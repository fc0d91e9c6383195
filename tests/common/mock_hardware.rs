//! Mock hardware helpers for testing without real USB devices
//!
//! Provides a mock interrupt pipe, a recording event sink, and test data builders.

use heapless::Vec;
use usbh_keyboard::hid::{Key, KeyEvent, KeyEventSink, UsbDeviceInfo};
use usbh_keyboard::transfer::{InterruptInPipe, PollRequest};
use usbh_keyboard::{Result, UsbError};

/// Interrupt pipe that records every poll request
#[derive(Debug, Default)]
pub struct MockPipe {
    pub requests: Vec<PollRequest, 4>,
    pub cancelled: bool,
    pub fail_with: Option<UsbError>,
}

impl MockPipe {
    pub fn new() -> Self {
        Self::default()
    }

    /// Pipe whose submit always fails with `error`
    pub fn failing(error: UsbError) -> Self {
        Self {
            fail_with: Some(error),
            ..Self::default()
        }
    }
}

impl InterruptInPipe for MockPipe {
    fn submit_interrupt_in_transfer(&mut self, request: PollRequest) -> Result<()> {
        if let Some(error) = self.fail_with {
            return Err(error);
        }
        self.requests.push(request).map_err(|_| UsbError::NoResources)
    }

    fn cancel(&mut self) {
        self.cancelled = true;
    }
}

/// Input subsystem stand-in recording every event in order
#[derive(Debug, Default)]
pub struct RecordingSink {
    pub events: Vec<KeyEvent, 64>,
}

impl RecordingSink {
    pub fn new() -> Self {
        Self::default()
    }

    /// Keys of all recorded events, in order
    pub fn keys(&self) -> Vec<Key, 64> {
        self.events.iter().map(|event| event.key).collect()
    }

    /// Take the recorded events, leaving the sink empty
    pub fn drain(&mut self) -> Vec<KeyEvent, 64> {
        core::mem::take(&mut self.events)
    }
}

impl KeyEventSink for RecordingSink {
    fn consume(&mut self, event: KeyEvent) {
        self.events.push(event).expect("recording sink overflow");
    }
}

/// Build an 8-byte boot report; `keys` fill the slots from the left
pub fn boot_report(modifiers: u8, keys: &[u8]) -> [u8; 8] {
    assert!(keys.len() <= 6, "boot report holds at most 6 keys");

    let mut report = [0u8; 8];
    report[0] = modifiers;
    report[2..2 + keys.len()].copy_from_slice(keys);
    report
}

/// Identification of a typical low-speed keyboard
pub fn create_test_device_info() -> UsbDeviceInfo {
    // Logitech K120
    UsbDeviceInfo::new(2, 0x046D, 0xC31C)
}

/// Configuration descriptor of a single-interface boot keyboard
pub fn create_keyboard_config_descriptor() -> [u8; 34] {
    [
        // Configuration
        0x09,       // bLength
        0x02,       // bDescriptorType (CONFIGURATION)
        0x22, 0x00, // wTotalLength (34)
        0x01,       // bNumInterfaces
        0x01,       // bConfigurationValue
        0x00,       // iConfiguration
        0xA0,       // bmAttributes (bus powered, remote wakeup)
        0x32,       // bMaxPower (100mA)
        // Interface 0
        0x09,       // bLength
        0x04,       // bDescriptorType (INTERFACE)
        0x00,       // bInterfaceNumber
        0x00,       // bAlternateSetting
        0x01,       // bNumEndpoints
        0x03,       // bInterfaceClass (HID)
        0x01,       // bInterfaceSubClass (Boot)
        0x01,       // bInterfaceProtocol (Keyboard)
        0x00,       // iInterface
        // HID
        0x09, 0x21, 0x10, 0x01, 0x00, 0x01, 0x22, 0x41, 0x00,
        // Endpoint 0x81
        0x07,       // bLength
        0x05,       // bDescriptorType (ENDPOINT)
        0x81,       // bEndpointAddress (IN 1)
        0x03,       // bmAttributes (Interrupt)
        0x08, 0x00, // wMaxPacketSize (8)
        0x0A,       // bInterval (10 ms)
    ]
}

/// Configuration descriptor of a boot mouse (no keyboard interface)
pub fn create_mouse_config_descriptor() -> [u8; 25] {
    [
        0x09, 0x02, 0x19, 0x00, 0x01, 0x01, 0x00, 0xA0, 0x32,
        // Interface 0: HID boot mouse
        0x09, 0x04, 0x00, 0x00, 0x01, 0x03, 0x01, 0x02, 0x00,
        // Endpoint 0x81, interrupt, 4 bytes
        0x07, 0x05, 0x81, 0x03, 0x04, 0x00, 0x0A,
    ]
}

------------------------------------------------------------------------

■ EXERCISE AIM ■
Reproduce exactly the lines that run from the start of the records to the line with "Pipe whose submit", both included.

■ ANSWER SECTION ■
repository fc0d91e9c6383195
filename tests/common/mock_hardware.rs
//! Mock hardware helpers for testing without real USB devices
//!
//! Provides a mock interrupt pipe, a recording event sink, and test data builders.

use heapless::Vec;
use usbh_keyboard::hid::{Key, KeyEvent, KeyEventSink, UsbDeviceInfo};
use usbh_keyboard::transfer::{InterruptInPipe, PollRequest};
use usbh_keyboard::{Result, UsbError};

/// Interrupt pipe that records every poll request
#[derive(Debug, Default)]
pub struct MockPipe {
    pub requests: Vec<PollRequest, 4>,
    pub cancelled: bool,
    pub fail_with: Option<UsbError>,
}

impl MockPipe {
    pub fn new() -> Self {
        Self::default()
    }

    /// Pipe whose submit always fails with `error`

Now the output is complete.